Christopher Coke Updated: Jan 12, 2022 7:36 PM Posted: Jan 12, 2022 9:01 AM
Category: Hardware Reviews 0
The Keychron Q1 was one of the biggest surprises of the year, becoming one of the best entry-level custom keyboards on the market with just a few simple mods. Today, Keychron is releasing its successor, the Q2. Featuring a smaller 65-percent layout, a volume knob by default, redesigned internals, and upgraded case and keycap options, it retails for $169 fully assembled and $149 in a barebones kit. Does it live up to the hype? Let’s take a look and find out!
The Keychron Q2 is the second in Keychron’s Q-series line-up of entry-level custom keyboards. It’s a clear upgrade from the majority of premade keyboards and features an all-aluminum case anodized in blue, gray, or black. It’s packed to the brim with enthusiast features but is priced competitively at only $169 for the assembled kit, complete with doubleshot PBT keycaps. Bring your own switches and keycaps and that price drops to $149. It’s an excellent deal and even more so if you’re comfortable applying some basic mods.
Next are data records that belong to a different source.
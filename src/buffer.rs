//! Fixed-capacity sample ring buffers with windowed averaging

use crate::error::FusionError;
use nalgebra::Vector3;

/// Fixed-capacity ring buffer of vectors for one sensor channel
///
/// Insertion is append-with-eviction-of-oldest. The buffer never grows past
/// `N` and never blocks; averaging is over the most recent window only.
#[derive(Debug, Clone, Copy)]
pub struct VectorBuffer<const N: usize> {
    data: [Vector3<f32>; N],
    /// Next insertion slot
    head: usize,
    /// Number of valid entries, saturates at N
    len: usize,
}

impl<const N: usize> VectorBuffer<N> {
    /// Create an empty buffer
    pub fn new() -> Self {
        Self {
            data: [Vector3::zeros(); N],
            head: 0,
            len: 0,
        }
    }

    /// Append a vector, evicting the oldest entry once at capacity
    pub fn push(&mut self, vector: Vector3<f32>) {
        self.data[self.head] = vector;
        self.head = (self.head + 1) % N;
        if self.len < N {
            self.len += 1;
        }
    }

    /// Number of valid entries
    pub fn len(&self) -> usize {
        self.len
    }

    /// Whether no samples have been pushed yet
    pub fn is_empty(&self) -> bool {
        self.len == 0
    }

    /// Buffer capacity
    pub fn capacity(&self) -> usize {
        N
    }

    /// Discard all entries
    pub fn clear(&mut self) {
        self.head = 0;
        self.len = 0;
    }

    /// The most recent entry, newest first at index 0
    pub fn recent(&self, age: usize) -> Option<Vector3<f32>> {
        if age >= self.len {
            return None;
        }
        let idx = (self.head + N - 1 - age) % N;
        Some(self.data[idx])
    }

    /// Iterate over all valid entries, oldest first
    pub fn iter(&self) -> impl Iterator<Item = Vector3<f32>> + '_ {
        let start = (self.head + N - self.len) % N;
        (0..self.len).map(move |i| self.data[(start + i) % N])
    }

    /// Arithmetic mean of the most recent `window` entries
    ///
    /// Returns [`FusionError::InsufficientData`] until `window` samples have
    /// been pushed; callers treat that as "not yet calibrated", not a fault.
    pub fn average(&self, window: usize) -> Result<Vector3<f32>, FusionError> {
        if window == 0 || window > N {
            return Err(FusionError::InvalidArgument);
        }
        if self.len < window {
            return Err(FusionError::InsufficientData);
        }

        let mut sum = Vector3::zeros();
        for age in 0..window {
            let idx = (self.head + N - 1 - age) % N;
            sum += self.data[idx];
        }

        Ok(sum / window as f32)
    }

    /// Per-axis minima and maxima over all valid entries
    pub fn extents(&self) -> Option<(Vector3<f32>, Vector3<f32>)> {
        if self.len == 0 {
            return None;
        }

        let mut min = Vector3::repeat(f32::INFINITY);
        let mut max = Vector3::repeat(f32::NEG_INFINITY);
        for v in self.iter() {
            for axis in 0..3 {
                min[axis] = min[axis].min(v[axis]);
                max[axis] = max[axis].max(v[axis]);
            }
        }

        Some((min, max))
    }
}

impl<const N: usize> Default for VectorBuffer<N> {
    fn default() -> Self {
        Self::new()
    }
}
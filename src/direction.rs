//! Tilt-compensated direction solver

use crate::error::DegenerateInput;
use crate::types::Orientation;
use nalgebra::Vector3;

const RAD_TO_DEG: f32 = 180.0 / core::f32::consts::PI;

/// Accelerometer magnitudes below this have no usable gravity reference
const GRAVITY_EPSILON: f32 = 1e-6;

/// Solve azimuth, pitch and roll from averaged, offset-corrected vectors
///
/// Pitch and roll come from the accelerometer-as-gravity-reference vector;
/// azimuth from the magnetic vector rotated onto the horizontal plane that
/// reference defines. Axes follow the Android device convention (X right,
/// Y forward, Z up).
///
/// # Arguments
/// * `magnetic` - Averaged, offset-corrected magnetometer vector in µT
/// * `acceleration` - Averaged accelerometer vector in m/s²
///
/// # Returns
/// Orientation in degrees: azimuth in [0, 360), pitch and roll in [-90, 90].
/// Fails with [`DegenerateInput`] when the acceleration magnitude is near
/// zero and the gravity reference is undefined.
///
/// # Example
/// ```
/// use nalgebra::Vector3;
/// use fusion_compass::direction::solve;
///
/// let magnetic = Vector3::new(0.0, 45.0, -30.0); // northern hemisphere field
/// let gravity = Vector3::new(0.0, 0.0, 9.81);    // level device
/// let ori = solve(magnetic, gravity).unwrap();
/// assert!(ori.azimuth < 1.0 || ori.azimuth > 359.0); // facing North
/// ```
pub fn solve(
    magnetic: Vector3<f32>,
    acceleration: Vector3<f32>,
) -> Result<Orientation, DegenerateInput> {
    let (pitch, roll) = gravity_angles(acceleration)?;
    let azimuth = horizontal_azimuth(pitch, roll, magnetic);

    Ok(Orientation {
        azimuth: wrap_azimuth(azimuth * RAD_TO_DEG),
        pitch: pitch * RAD_TO_DEG,
        roll: roll * RAD_TO_DEG,
    })
}

/// Pitch and roll in radians from the gravity reference vector
fn gravity_angles(acceleration: Vector3<f32>) -> Result<(f32, f32), DegenerateInput> {
    let magnitude = acceleration.norm();
    if magnitude < GRAVITY_EPSILON {
        return Err(DegenerateInput);
    }

    let pitch = (-acceleration.y / magnitude).asin();
    let roll = (acceleration.x / magnitude).asin();

    Ok((pitch, roll))
}

/// Azimuth in radians from the magnetic vector projected onto the
/// horizontal plane defined by pitch and roll
fn horizontal_azimuth(pitch: f32, roll: f32, magnetic: Vector3<f32>) -> f32 {
    let (sin_p, cos_p) = pitch.sin_cos();
    let (sin_r, cos_r) = roll.sin_cos();

    let yh = -magnetic.x * cos_r + magnetic.z * sin_r;
    let xh = magnetic.x * sin_p * sin_r + magnetic.y * cos_p + magnetic.z * sin_p * cos_r;

    // atan2(y, x): y clockwise, x north
    yh.atan2(xh)
}

/// Wrap a heading in degrees into [0, 360)
fn wrap_azimuth(degrees: f32) -> f32 {
    let mut azimuth = degrees;
    if azimuth < 0.0 {
        azimuth += 360.0;
    }
    if azimuth >= 360.0 {
        azimuth -= 360.0;
    }
    azimuth
}
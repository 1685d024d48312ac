use fusion_compass::{Certification, FusionHandle, SensorSample, VectorKind, fixed};

fn main() {
    env_logger::init();

    let handle = FusionHandle::new(Certification::default(), 1);
    handle.start_measurement(None);

    for i in 0..10u32 {
        // this loop should repeat each time new sensor data is available
        let magnetometer = SensorSample::magnetometer(
            [fixed::to_q16(30.0), fixed::to_q16(15.0), fixed::to_q16(-20.0)],
            i * 10_000,
        ); // replace this with actual magnetometer data in µT (Q16)
        let accelerometer = SensorSample::accelerometer(
            [0, 0, fixed::ACC_1G_IN_Q16],
            i * 10_000,
        ); // replace this with actual accelerometer data in m/s² (Q16)

        handle.set_vector(&[magnetometer, accelerometer]).unwrap();

        match handle.compute_fusion() {
            Ok(()) => {
                let mut orientation = [0i32; 3];
                let status = handle
                    .get_vector(VectorKind::Orientation, &mut orientation)
                    .unwrap();

                println!(
                    "Azimuth: {:.2}, Pitch: {:.2}, Roll: {:.2} (accuracy {})",
                    fixed::from_q16(orientation[0]),
                    fixed::from_q16(orientation[1]),
                    fixed::from_q16(orientation[2]),
                    status
                );
            }
            Err(err) => println!("warming up: {}", err),
        }
    }

    let mut blob = [0u8; fusion_compass::CALIBRATION_RECORD_SIZE];
    handle.stop_measurement(&mut blob).unwrap();
    println!("calibration blob: {:02x?}", blob);
}
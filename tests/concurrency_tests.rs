//! Concurrent access tests: one fusion state, many driver threads
//!
//! The handle promises at most one thread inside any fusion operation at a
//! time. These tests interleave the full operation set from several threads
//! and check that no output is assembled from a torn write: the revision
//! canary only moves forward, accuracy stays in range, and every vector
//! read is internally consistent.

use fusion_compass::{
    Certification, FusionError, FusionHandle, SensorSample, VectorKind, fixed,
};
use std::f32::consts::PI;
use std::thread;

const ITERATIONS: u32 = 1000;

fn sample_pair(i: u32) -> [SensorSample; 2] {
    let theta = i as f32 / 32.0 * 2.0 * PI;
    let mag = SensorSample::magnetometer(
        [
            fixed::to_q16(40.0 * theta.cos() + 5.0),
            fixed::to_q16(40.0 * theta.sin() - 3.0),
            fixed::to_q16(30.0 * (2.0 * theta).sin()),
        ],
        i * 10_000,
    );
    let acc = SensorSample::accelerometer([0, 0, fixed::ACC_1G_IN_Q16], i * 10_000);
    [mag, acc]
}

#[test]
fn test_interleaved_operations() {
    let handle = FusionHandle::new(Certification::default(), 1);
    handle.start_measurement(None);

    thread::scope(|scope| {
        // Writer: feeds rotating samples.
        scope.spawn(|| {
            for i in 0..ITERATIONS {
                handle.set_vector(&sample_pair(i)).unwrap();
            }
        });

        // Fusion: triggers the pipeline; InsufficientData is an expected
        // cold-start result, anything else must be success.
        scope.spawn(|| {
            for _ in 0..ITERATIONS {
                match handle.compute_fusion() {
                    Ok(()) | Err(FusionError::InsufficientData) => {}
                    Err(err) => panic!("unexpected fusion error: {}", err),
                }
            }
        });

        // Reader: every successful read must be internally consistent.
        scope.spawn(|| {
            for _ in 0..ITERATIONS {
                let mut ori = [0i32; 3];
                if let Ok(status) = handle.get_vector(VectorKind::Orientation, &mut ori) {
                    assert_eq!(status, 3);
                    let azimuth = fixed::from_q16(ori[0]);
                    let pitch = fixed::from_q16(ori[1]);
                    let roll = fixed::from_q16(ori[2]);
                    assert!((0.0..360.0).contains(&azimuth), "azimuth {}", azimuth);
                    assert!((-90.0..=90.0).contains(&pitch), "pitch {}", pitch);
                    assert!((-90.0..=90.0).contains(&roll), "roll {}", roll);
                }

                let mut mag = [0i32; 6];
                if let Ok(status) = handle.get_vector(VectorKind::Magnetic, &mut mag) {
                    assert!((0..=3).contains(&status), "accuracy {}", status);
                }
            }
        });

        // Canary watcher: the revision counter only moves forward.
        scope.spawn(|| {
            let mut last = handle.revision();
            for _ in 0..ITERATIONS {
                let now = handle.revision();
                assert!(now >= last, "revision went backwards: {} -> {}", last, now);
                last = now;
            }
        });
    });

    // All writer samples landed: 2 mutations per iteration plus the session
    // start and however many fusion steps succeeded.
    assert!(handle.revision() >= u64::from(ITERATIONS) * 2);
}

#[test]
fn test_recalibration_under_load() {
    let handle = FusionHandle::new(Certification::default(), 1);
    handle.start_measurement(None);

    thread::scope(|scope| {
        scope.spawn(|| {
            for i in 0..ITERATIONS {
                handle.set_vector(&sample_pair(i)).unwrap();
                let _ = handle.compute_fusion();
            }
        });

        // Recalibration is an ordinary locked operation; firing it
        // mid-stream must never produce an out-of-range accuracy.
        scope.spawn(|| {
            for i in 0..ITERATIONS {
                if i % 100 == 0 {
                    handle.force_recalibration();
                }
                let accuracy = handle.accuracy();
                assert!((0..=3).contains(&accuracy), "accuracy {}", accuracy);
            }
        });
    });
}

#[test]
fn test_stop_under_load_is_consistent() {
    let handle = FusionHandle::new(Certification::default(), 1);
    handle.start_measurement(None);

    thread::scope(|scope| {
        scope.spawn(|| {
            for i in 0..ITERATIONS {
                handle.set_vector(&sample_pair(i)).unwrap();
            }
        });

        // Serialization runs outside the sampling hot path in production,
        // but racing it against the writer must still yield a decodable
        // record every time.
        scope.spawn(|| {
            let mut blob = [0u8; fusion_compass::CALIBRATION_RECORD_SIZE];
            for _ in 0..100 {
                handle.stop_measurement(&mut blob).unwrap();
                assert!(
                    fusion_compass::CalibrationRecord::decode(&blob).is_some(),
                    "emitted blob failed to decode"
                );
            }
        });
    });
}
While the Q2 shares a lot in common with the Q1, which was released and we reviewed last September, it comes complete with a new more compact layout and a suite of meaningful upgrades: the keyboard is small, the keyboard is thicker, there’s far less ping, the new switches don’t mess with the RGB like the Q1, and the, of course, there’s the volume knob. Everybody loves a good volume knob, and the Q2 has one.
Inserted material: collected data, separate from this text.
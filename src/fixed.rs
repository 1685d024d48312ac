//! Q16 fixed-point conversions between the wire format and the working format

/// One unit in Q16 fixed point (real value × 65536)
pub const Q16_ONE: i32 = 65536;

/// 1 g (9.80665 m/s²) expressed in Q16
pub const ACC_1G_IN_Q16: i32 = 642689;

/// Accelerometer device-native counts per 1 g
const ACC_DEVICE_PER_G: i64 = 720;

/// Convert a float value to Q16 fixed point, truncating toward zero
pub fn to_q16(value: f32) -> i32 {
    (value * 65536.0) as i32
}

/// Convert a Q16 fixed-point value to float
pub fn from_q16(value: i32) -> f32 {
    value as f32 / 65536.0
}

/// Convert an accelerometer reading from device-native units to SI (m/s²) Q16
///
/// The multiply happens before the divide, in a widened intermediate, so the
/// truncation matches the reference integer math bit-for-bit.
pub fn acc_device_to_q16(value: i32) -> i32 {
    ((value as i64 * ACC_1G_IN_Q16 as i64) / ACC_DEVICE_PER_G) as i32
}

/// Convert an accelerometer reading from SI (m/s²) Q16 to device-native units
pub fn acc_q16_to_device(value: i32) -> i32 {
    ((value as i64 * ACC_DEVICE_PER_G) / ACC_1G_IN_Q16 as i64) as i32
}

#[cfg(test)]
mod tests {
    use super::*;

    #[test]
    fn test_q16_round_trip() {
        // Representable values survive the round trip within one unit of resolution
        for &value in &[0.0f32, 1.0, -1.0, 1.526, 9.80665, -45.5, 359.99] {
            let fixed = to_q16(value);
            let restored = from_q16(fixed);
            assert!(
                (restored - value).abs() <= 1.0 / 65536.0,
                "round trip failed for {}: got {}",
                value,
                restored
            );
        }
    }

    #[test]
    fn test_q16_truncates_toward_zero() {
        assert_eq!(to_q16(1.0), 65536);
        assert_eq!(to_q16(-1.0), -65536);
        // 0.5 / 65536 truncates to 0 extra bits in either direction
        assert_eq!(to_q16(1.0 + 0.4 / 65536.0), 65536);
        assert_eq!(to_q16(-1.0 - 0.4 / 65536.0), -65536);
    }

    #[test]
    fn test_one_g_constant() {
        // 9.80665 × 65536 = 642711.1, the reference constant truncates earlier
        // in its derivation; the conversion pair must agree with it exactly.
        assert_eq!(acc_device_to_q16(720), ACC_1G_IN_Q16);
        assert_eq!(acc_q16_to_device(ACC_1G_IN_Q16), 720);
    }

    #[test]
    fn test_acc_conversion_truncation_order() {
        // Multiply-before-divide: 100 × 642689 / 720 = 89262 (truncated),
        // whereas divide-first would lose the fraction entirely.
        assert_eq!(acc_device_to_q16(100), 89262);
        assert_eq!(acc_device_to_q16(-100), -89262);
    }

    #[test]
    fn test_acc_conversion_no_overflow() {
        // 16 g in device units exceeds the old 32-bit intermediate; the
        // widened multiply must still produce the truncated quotient.
        let sixteen_g = 720 * 16;
        assert_eq!(acc_device_to_q16(sixteen_g), ACC_1G_IN_Q16 * 16);
    }
}
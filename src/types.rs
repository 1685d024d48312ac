//! Core types for the fusion compass library

/// Kind of sensor a sample originates from
#[derive(Debug, Clone, Copy, PartialEq, Eq)]
pub enum SensorKind {
    /// Three-axis magnetometer, µT in Q16
    Magnetometer,
    /// Three-axis accelerometer, m/s² in Q16
    Accelerometer,
    /// Three-axis gyroscope, deg/s in Q16 (accepted but not supported)
    Gyroscope,
}

/// One timestamped sensor reading in wire format
///
/// Vector components are Q16 fixed point: magnetometer in µT × 65536,
/// accelerometer in (m/s²) × 65536. The two status bytes carry the
/// originating device's status registers and are not interpreted here.
#[derive(Debug, Clone, Copy)]
pub struct SensorSample {
    /// Three-component vector in Q16
    pub vector: [i32; 3],
    /// Originating sensor kind
    pub kind: SensorKind,
    /// Timestamp in microseconds
    pub timestamp_us: u32,
    /// Device status registers
    pub status: [i16; 2],
}

impl SensorSample {
    /// Construct a magnetometer sample from Q16 components
    pub fn magnetometer(vector: [i32; 3], timestamp_us: u32) -> Self {
        Self {
            vector,
            kind: SensorKind::Magnetometer,
            timestamp_us,
            status: [0, 0],
        }
    }

    /// Construct an accelerometer sample from Q16 components
    pub fn accelerometer(vector: [i32; 3], timestamp_us: u32) -> Self {
        Self {
            vector,
            kind: SensorKind::Accelerometer,
            timestamp_us,
            status: [0, 0],
        }
    }
}

/// Kind of vector readable through [`get_vector`](crate::FusionHandle::get_vector)
#[derive(Debug, Clone, Copy, PartialEq, Eq)]
pub enum VectorKind {
    /// Calibrated magnetic field and bias: (x, y, z, bias_x, bias_y, bias_z), µT in Q16
    Magnetic,
    /// Averaged acceleration: (x, y, z), m/s² in Q16
    Acceleration,
    /// Angular rate: reserved, not supported
    AngularRate,
    /// Orientation: (azimuth, pitch, roll), degrees in Q16
    Orientation,
    /// Quaternion: reserved, not supported
    Quaternion,
}

impl VectorKind {
    /// Fixed output width in i32 elements
    pub fn width(self) -> usize {
        match self {
            VectorKind::Magnetic => 6,
            VectorKind::Acceleration => 3,
            VectorKind::AngularRate => 6,
            VectorKind::Orientation => 3,
            VectorKind::Quaternion => 4,
        }
    }
}

/// Last-computed orientation in degrees
///
/// Azimuth is in [0, 360), pitch and roll in [-90, 90], derived with the
/// accelerometer as gravity reference.
#[derive(Debug, Clone, Copy, Default, PartialEq)]
pub struct Orientation {
    /// Compass heading, 0° = North, clockwise positive
    pub azimuth: f32,
    /// Rotation about the device X axis
    pub pitch: f32,
    /// Rotation about the device Y axis
    pub roll: f32,
}

/// Compass algorithm settings
///
/// The plausibility window brackets believable geomagnetic field strengths;
/// samples whose corrected magnitude falls outside it are excluded from
/// offset estimation, and an averaged field above the maximum demotes the
/// accuracy status to 0.
///
/// # Example
/// ```
/// use fusion_compass::CompassSettings;
///
/// let settings = CompassSettings {
///     calibration_spread: 20.0, // require wider rotation coverage
///     ..Default::default()
/// };
/// ```
#[derive(Debug, Clone, Copy)]
pub struct CompassSettings {
    /// Minimum plausible geomagnetic field magnitude in µT
    pub geomag_min: f32,
    /// Maximum plausible geomagnetic field magnitude in µT
    pub geomag_max: f32,
    /// Per-axis half-spread in µT the sample window must cover before the
    /// offset estimate is replaced
    pub calibration_spread: f32,
    /// Field magnitude in µT the sensitivity scale normalizes toward
    pub expected_field: f32,
}

impl Default for CompassSettings {
    fn default() -> Self {
        Self {
            geomag_min: 10.0,
            geomag_max: 70.0,
            calibration_spread: 12.0,
            expected_field: 45.0,
        }
    }
}

/// Licensing record accepted at handle construction
///
/// Carried for wire compatibility with the sealed vendor library; not
/// behaviorally load-bearing in this build.
#[derive(Debug, Clone, Default)]
pub struct Certification {
    /// Licenser name, at most 16 characters
    pub licenser: String,
    /// Licensee name, at most 16 characters
    pub licensee: String,
    /// Key material
    pub key: [i16; 16],
}

/// Library version record
///
/// All fields are zero in this build, matching the open-source variant of
/// the reference library.
#[derive(Debug, Clone, Copy, Default)]
pub struct LibraryInfo {
    /// Device part number
    pub partno: i16,
    /// Major version
    pub major: i16,
    /// Minor version
    pub minor: i16,
    /// Revision number
    pub revision: i16,
    /// Build date code
    pub datecode: i16,
    /// Custom variation number
    pub variation: i16,
}

/// Where the calibration state came from at measurement start
#[derive(Debug, Clone, Copy, PartialEq, Eq)]
pub enum CalibrationSource {
    /// A persisted record with a valid magic marker was restored
    Restored,
    /// No usable record was supplied; built-in defaults are in effect
    Defaulted,
}
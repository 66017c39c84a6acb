//! Conversion between [`SalesSummaryDto`] and the persisted [`SalesSummary`].

use salesboard_db::models::sales_summary::SalesSummary;

use crate::dto::SalesSummaryDto;

/// Field-for-field mapping between the wire and storage representations.
pub struct SalesSummaryMapper;

impl SalesSummaryMapper {
    pub fn to_entity(dto: SalesSummaryDto) -> SalesSummary {
        SalesSummary {
            id: dto.id,
            product_name: dto.product_name,
            region: dto.region,
            period_start: dto.period_start,
            period_end: dto.period_end,
            units_sold: dto.units_sold,
            revenue_cents: dto.revenue_cents,
        }
    }

    pub fn to_dto(entity: SalesSummary) -> SalesSummaryDto {
        SalesSummaryDto {
            id: entity.id,
            product_name: entity.product_name,
            region: entity.region,
            period_start: entity.period_start,
            period_end: entity.period_end,
            units_sold: entity.units_sold,
            revenue_cents: entity.revenue_cents,
        }
    }

    pub fn to_dto_list(entities: Vec<SalesSummary>) -> Vec<SalesSummaryDto> {
        entities.into_iter().map(Self::to_dto).collect()
    }
}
Starting with the layout, the Q2 is a 65-percent keyboard. That means it drops the Function row, Number Pad, and dedicated Navigation and Editing cluster. It keeps dedicated arrow keys, as well as two customizable buttons in a single column of navigation and editing keys along the righthand side (mapped to Delete and Home by default). A dedicated volume knob sits just above that. It’s aluminum and colored to match the rest of the keyboard, though features a square outline as a relic of the original design intent for this to be modular (I’m unclear if it actually is anymore and isn’t being highlighted as such). Around the back is the USB Type-C port and a switch to swap between Windows and Mac layouts, but can also be used as a hardware switch to swap programmable layers on the fly.
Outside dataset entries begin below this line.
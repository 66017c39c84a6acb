//! Route definitions for the `/product-sales-summaries` resource.

use axum::routing::get;
use axum::Router;

use crate::handlers::sales_summary;
use crate::state::AppState;

/// Routes mounted at `/product-sales-summaries`.
///
/// ```text
/// GET    /       -> list
/// POST   /       -> create
/// PUT    /       -> update
/// GET    /{id}   -> get_by_id
/// DELETE /{id}   -> delete
/// ```
pub fn router() -> Router<AppState> {
    Router::new()
        .route(
            "/",
            get(sales_summary::list)
                .post(sales_summary::create)
                .put(sales_summary::update),
        )
        .route(
            "/{id}",
            get(sales_summary::get_by_id).delete(sales_summary::delete),
        )
}
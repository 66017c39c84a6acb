//! Request handlers.
//!
//! Each submodule provides async handler functions for one resource.
//! Handlers delegate to the repository held in [`AppState`](crate::state::AppState)
//! and map errors via [`AppError`](crate::error::AppError).

pub mod sales_summary;
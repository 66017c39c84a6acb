//! Shared application router builder.
//!
//! Provides [`build_app_router`] so both the production binary (`main.rs`)
//! and integration tests (`tests/common/mod.rs`) use the exact same
//! middleware stack.

use std::time::Duration;

use axum::http::header::{AUTHORIZATION, CONTENT_TYPE, LINK, LOCATION};
use axum::http::{HeaderName, HeaderValue, Method, StatusCode};
use axum::Router;
use tower_http::catch_panic::CatchPanicLayer;
use tower_http::cors::CorsLayer;
use tower_http::request_id::{MakeRequestUuid, PropagateRequestIdLayer, SetRequestIdLayer};
use tower_http::timeout::TimeoutLayer;
use tower_http::trace::{DefaultMakeSpan, DefaultOnResponse, TraceLayer};
use tracing::Level;

use crate::config::ServerConfig;
use crate::pagination::TOTAL_COUNT;
use crate::routes;
use crate::state::AppState;

/// Build the full application [`Router`] with all middleware layers.
///
/// The middleware stack is applied bottom-up:
///
/// 1. CORS
/// 2. Set request ID on incoming requests
/// 3. Structured request/response tracing
/// 4. Propagate request ID to response
/// 5. Request timeout
/// 6. Panic recovery (catch panics, return 500)
pub fn build_app_router(state: AppState, config: &ServerConfig) -> anyhow::Result<Router> {
    let mut exposed = vec![LOCATION, LINK, TOTAL_COUNT];
    exposed.extend(state.alerts.names());
    let cors = build_cors_layer(config, exposed)?;
    let request_id_header = HeaderName::from_static("x-request-id");

    let router = Router::new()
        // Health check at root level (not under /api).
        .merge(routes::health::router())
        .nest("/api", routes::api_routes())
        // -- Middleware stack (applied bottom-up) --
        // Panic recovery: catch panics and return 500.
        .layer(CatchPanicLayer::new())
        // Request timeout.
        .layer(TimeoutLayer::with_status_code(
            StatusCode::REQUEST_TIMEOUT,
            Duration::from_secs(config.request_timeout_secs),
        ))
        // Propagate request ID to response.
        .layer(PropagateRequestIdLayer::new(request_id_header.clone()))
        // Structured request/response tracing.
        .layer(
            TraceLayer::new_for_http()
                .make_span_with(DefaultMakeSpan::new().level(Level::INFO))
                .on_response(DefaultOnResponse::new().level(Level::INFO)),
        )
        // Set request ID on incoming requests.
        .layer(SetRequestIdLayer::new(request_id_header, MakeRequestUuid))
        // CORS.
        .layer(cors)
        // Shared state.
        .with_state(state);

    Ok(router)
}

/// Build the CORS middleware layer from server configuration.
///
/// Fails if any configured origin is not a valid header value, so
/// misconfiguration surfaces at startup.
pub fn build_cors_layer(
    config: &ServerConfig,
    exposed: Vec<HeaderName>,
) -> anyhow::Result<CorsLayer> {
    let origins = config
        .cors_origins
        .iter()
        .map(|o| {
            o.parse::<HeaderValue>()
                .map_err(|e| anyhow::anyhow!("Invalid CORS origin '{o}': {e}"))
        })
        .collect::<anyhow::Result<Vec<HeaderValue>>>()?;

    Ok(CorsLayer::new()
        .allow_origin(origins)
        .allow_methods([Method::GET, Method::POST, Method::PUT, Method::DELETE])
        .allow_headers([CONTENT_TYPE, AUTHORIZATION])
        .expose_headers(exposed)
        .allow_credentials(true)
        .max_age(Duration::from_secs(3600)))
}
The design has undergone numerous improvements since the Q1. The case is thicker and feels heavy and substantial when held. It comes in less than 200 grams less than the Q1 despite being a smaller keyboard. It comes together in two halves, fastened with eight socket-cap hex screws around the rear. It has a nice side profile that makes it easy to pick up and move, though I wish Keychron would move to a hidden screw design for a cleaner bottom half.
Inside the case are multiple layers of foam to dampen typing sounds and reduce ping. It’s a major improvement from the Q1, though still has a bit of ping left to get rid of. There is a nice layer of PCB foam, as well as thin layer of foam in the case and a plastic sheet on the bottom, which I haven’t seen in a keyboard before. Keychron has also added bits of silicone around the screws to further diminish unwanted ping sounds. The plate is also held by thin strips of soft foam to create a gasket mount structure for a soft, flexy typing experience.
Another improvement comes with the keycaps. They’re doubleshot PBT by default this time around, which is a big upgrade from the ABS or dye-sublimated PBT options on the Q1. The colorways look very good, so I commend Keychron for making them quite stylish. They still have a ways to go to feel premium, however. The legends have uneven legends that don’t look very good. I’m not sure if it’s just a bad font or something with the production process, but if you like a clean typeface, you’ll want to look into replacing them. On the inside, the plastic that forms the legends also looks messy. You’ll never see it, but it still stands out compared to literally every other doubleshot keycap set I’ve ever used — including Keychron’s own doubleshot ABS set that came with the Q1. Still, an improvement nonetheless.
Keychron has also changed the switch options this time around. Instead of Gateron Phantoms, we have Gateron Pro switches in the same red, blue, or brown. These switches come lightly factory lubed and have translucent top housings to better display the per-key RGB backlighting. The Phantoms were colored to match the type of switch, and if you chose red, that was the only color backlighting you could see. These solve that and respond very well to lubing too!
Of course, you don’t have to stick with those switches. The Q2 is hot-swappable, so pulling switches out is as simple as grabbing their edges with the included tool and pulling. New switches can be pressed into place, no soldering required. This is a great feature that any new hobbyist should be on the lookout for. With new switches releasing all the time, it frees you up to try as many as you like and makes exploring the hobby much easier.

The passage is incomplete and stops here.